Using C-x q (kbd-macro-query), you can get an effect similar to that of query-replace, where the macro asks you each time around whether to make a change. While defining the macro, type C-x q at the point where you want the query to occur. During macro definition, the C-x q does nothing, but when you run the macro later, C-x q asks you interactively whether to continue.

The valid responses when C-x q asks are <SPC> (or y), <DEL> (or n), <RET> (or q), C-l and C-r. The answers are the same as in query-replace, though not all of the query-replace options are meaningful.

These responses include <SPC> to continue, and <DEL> to skip the remainder of this repetition of the macro and start right away with the next repetition. <RET> means to skip the remainder of this repetition and cancel further repetitions. C-l redraws the screen and asks you again for a character to say what to do.

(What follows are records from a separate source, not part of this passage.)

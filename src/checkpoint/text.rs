//! Plain-text persistence for trained networks.
//!
//! ```text
//! 2,3,1            layer sizes, input layer first
//! 0.25,2,0.5,3,-1  neuron 0: bias, then (target, weight) pairs
//! ...              one line per neuron, in position order
//! ```
//!
//! Floats are written with Rust's shortest round-trip formatting, so a
//! saved network loads back bit for bit.

use std::io::{BufRead, BufReader, BufWriter, Write};

use log::debug;

use crate::error::{try_vec, DataError, Result, TopologyError};
use crate::network::network::{Layout, ParameterStore};
use crate::network::neuron::{Connection, Neuron};

pub fn write_network<W: Write>(store: &ParameterStore, mut writer: W) -> Result<()> {
    let sizes: Vec<String> = store.layout().sizes().iter().map(|n| n.to_string()).collect();
    writeln!(writer, "{}", sizes.join(","))?;
    for neuron in store.neurons() {
        write!(writer, "{}", neuron.bias)?;
        for c in &neuron.connections {
            write!(writer, ",{},{}", c.target, c.weight)?;
        }
        writeln!(writer)?;
    }
    writer.flush()?;
    Ok(())
}

/// Rebuilds a store from the text format, with `threads` fresh slots.
///
/// Blank lines are ignored. Every connection must point forward and output
/// neurons may not have any.
pub fn read_network<R: BufRead>(reader: R, threads: usize) -> Result<ParameterStore> {
    let mut rows = Vec::new();
    for (index, line) in reader.lines().enumerate() {
        let line = line?;
        let line = line.trim();
        if !line.is_empty() {
            rows.push((index + 1, line.to_string()));
        }
    }

    let mut rows = rows.into_iter();
    let (header_line, header) = rows.next().ok_or(DataError::Empty)?;
    let sizes = header
        .split(',')
        .map(|cell| {
            let cell = cell.trim();
            cell.parse::<usize>().map_err(|_| DataError::Malformed {
                line: header_line,
                reason: format!("'{cell}' is not a layer size"),
            })
        })
        .collect::<std::result::Result<Vec<usize>, DataError>>()?;
    let layout = Layout::new(sizes)?;

    let mut neurons = try_vec(layout.total(), "loading neurons")?;
    for (line_no, row) in rows {
        let position = neurons.len();
        if position == layout.total() {
            return Err(TopologyError::NeuronCountMismatch {
                expected: layout.total(),
                found: position + 1,
            }
            .into());
        }
        neurons.push(parse_neuron(&layout, position, line_no, &row)?);
    }
    if neurons.len() != layout.total() {
        return Err(TopologyError::NeuronCountMismatch {
            expected: layout.total(),
            found: neurons.len(),
        }
        .into());
    }

    debug!("loaded {} neurons in layers {:?}", neurons.len(), layout.sizes());
    ParameterStore::from_neurons(layout, neurons, threads)
}

fn parse_neuron(layout: &Layout, position: usize, line: usize, row: &str) -> Result<Neuron> {
    let cells: Vec<&str> = row.split(',').map(str::trim).collect();
    if cells.len() % 2 == 0 {
        return Err(DataError::Malformed {
            line,
            reason: "expected a bias followed by (target, weight) pairs".to_string(),
        }
        .into());
    }
    let number = |cell: &str| {
        cell.parse::<f64>()
            .map_err(|_| DataError::InvalidNumber { line, value: cell.to_string() })
    };

    let mut neuron = Neuron::new(position, number(cells[0])?);
    let pairs = cells[1..].chunks_exact(2);
    if pairs.len() > 0 && position >= layout.working() {
        return Err(TopologyError::OutputSource { position }.into());
    }
    neuron.connections = try_vec(pairs.len(), "loading connections")?;
    for pair in pairs {
        let target = pair[0].parse::<usize>().map_err(|_| DataError::Malformed {
            line,
            reason: format!("'{}' is not a neuron position", pair[0]),
        })?;
        if target >= layout.total() {
            return Err(TopologyError::PositionOutOfRange { position: target, len: layout.total() }.into());
        }
        if target <= position {
            return Err(TopologyError::BackwardConnection { from: position, to: target }.into());
        }
        neuron.connections.push(Connection::new(target, number(pair[1])?));
    }
    Ok(neuron)
}

impl ParameterStore {
    /// Writes the network to `path` in the text format.
    pub fn save_text(&self, path: &str) -> Result<()> {
        let file = std::fs::File::create(path)?;
        write_network(self, BufWriter::new(file))?;
        debug!("saved network to {path}");
        Ok(())
    }

    pub fn load_text(path: &str, threads: usize) -> Result<ParameterStore> {
        let file = std::fs::File::open(path)?;
        read_network(BufReader::new(file), threads)
    }
}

C-r enters a recursive editing level, in which you can perform editing which is not part of the macro. When you exit the recursive edit using C-M-c, you are asked again how to continue with the keyboard macro. If you type a <SPC> at this time, the rest of the macro definition is executed. It is up to you to leave point and the text in a state such that the rest of the macro will do what you want.

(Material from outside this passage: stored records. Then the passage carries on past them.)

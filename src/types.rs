//! Core types and errors for the dependency confusion scanner.

use serde::{Deserialize, Serialize};
use std::fmt;
use thiserror::Error;

/// Errors that can occur during a run.
#[derive(Error, Debug)]
pub enum PaksafeError {
    #[error("HTTP request failed: {0}")]
    HttpError(#[from] reqwest::Error),

    #[error("URL parse error: {0}")]
    UrlError(#[from] url::ParseError),

    #[error("JSON error: {0}")]
    JsonError(#[from] serde_json::Error),

    #[error("IO error: {0}")]
    IoError(#[from] std::io::Error),

    #[error("Manifest error: {0}")]
    ManifestError(String),

    #[error("Output error: {0}")]
    OutputError(String),

    #[error("Configuration error: {0}")]
    ConfigError(String),
}

pub type Result<T> = std::result::Result<T, PaksafeError>;

/// A dependency declared in the manifest.
#[derive(Debug, Clone, Serialize, Deserialize, PartialEq, Eq, Hash)]
pub struct Dependency {
    /// Package name (e.g., "@company/pkg" or "lodash").
    pub name: String,
    /// Version constraint as written in the manifest.
    pub declared_version: String,
}

impl Dependency {
    pub fn new(name: impl Into<String>, declared_version: impl Into<String>) -> Self {
        Self {
            name: name.into(),
            declared_version: declared_version.into(),
        }
    }
}

impl fmt::Display for Dependency {
    fn fmt(&self, f: &mut fmt::Formatter<'_>) -> fmt::Result {
        write!(f, "{}@{}", self.name, self.declared_version)
    }
}

/// Whether a package was found in one registry, and its `latest` tag.
///
/// A failed probe is reported exactly like an absent package.
#[derive(Debug, Clone, Default, PartialEq, Eq)]
pub struct PresenceResult {
    pub found: bool,
    /// Empty when not found, on probe failure, or when the tag is missing.
    pub latest_version: String,
}

impl PresenceResult {
    pub fn found(latest_version: impl Into<String>) -> Self {
        Self {
            found: true,
            latest_version: latest_version.into(),
        }
    }

    pub fn absent() -> Self {
        Self::default()
    }
}

/// Scope facts derived from a package name.
#[derive(Debug, Clone, Copy, PartialEq, Eq)]
pub struct ScopeAssessment {
    /// Name carries the `@` organization marker.
    pub is_org_scoped: bool,
    /// Name starts with the configured private scope prefix.
    pub is_private_scope: bool,
}

/// Which row group of the decision table a name falls into.
#[derive(Debug, Clone, Copy, PartialEq, Eq, Hash)]
pub enum ScopeCategory {
    /// Plain package name without `@scope/`.
    Unscoped,
    /// Scoped under the configured private scope.
    OwnScope,
    /// Scoped under some other organization.
    OtherOrgScope,
}

impl ScopeAssessment {
    /// Map to a table category. `None` means the private scope prefix is
    /// inconsistent with the `@` marker (a configuration error).
    pub fn category(&self) -> Option<ScopeCategory> {
        match (self.is_org_scoped, self.is_private_scope) {
            (false, false) => Some(ScopeCategory::Unscoped),
            (true, true) => Some(ScopeCategory::OwnScope),
            (true, false) => Some(ScopeCategory::OtherOrgScope),
            (false, true) => None,
        }
    }
}

/// Risk status assigned to a dependency.
#[derive(Debug, Clone, Copy, Serialize, Deserialize, PartialEq, Eq, Hash)]
#[serde(rename_all = "snake_case")]
pub enum Status {
    Secure,
    Vulnerable,
    Suspicious,
    Available,
    NotFound,
    NotPossible,
    Unknown,
}

impl Status {
    pub fn as_str(&self) -> &'static str {
        match self {
            Status::Secure => "secure",
            Status::Vulnerable => "vulnerable",
            Status::Suspicious => "suspicious",
            Status::Available => "available",
            Status::NotFound => "not_found",
            Status::NotPossible => "not_possible",
            Status::Unknown => "unknown",
        }
    }
}

impl fmt::Display for Status {
    fn fmt(&self, f: &mut fmt::Formatter<'_>) -> fmt::Result {
        f.write_str(self.as_str())
    }
}

/// Verdict for a single dependency.
#[derive(Debug, Clone, Serialize, Deserialize, PartialEq, Eq)]
pub struct ClassificationResult {
    pub status: Status,
    /// Human-readable justification.
    pub reason: String,
    pub is_vulnerable: bool,
    /// Latest version in the private registry, or the declared version when
    /// no private registry was queried.
    pub private_version: String,
    /// Latest version in the public registry.
    pub public_version: String,
}

/// Configuration for HTTP requests.
#[derive(Debug, Clone)]
pub struct HttpConfig {
    pub timeout_secs: u64,
    pub user_agent: String,
}

impl Default for HttpConfig {
    fn default() -> Self {
        Self {
            timeout_secs: 10,
            user_agent: "paksafe/0.1".to_string(),
        }
    }
}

C-u C-x q, which is C-x q with a numeric argument, performs a completely different function. It enters a recursive edit reading input from the keyboard, both when you type it during the definition of the macro, and when it is executed from the macro. During definition, the editing you do inside the recursive edit does not become part of the macro. During macro execution, the recursive edit gives you a chance to do some particularized editing on each repetition. See Recursive Edit.

Another way to vary the behavior of a keyboard macro is to use a register as a counter, incrementing it on each repetition of the macro. See RegNumbers.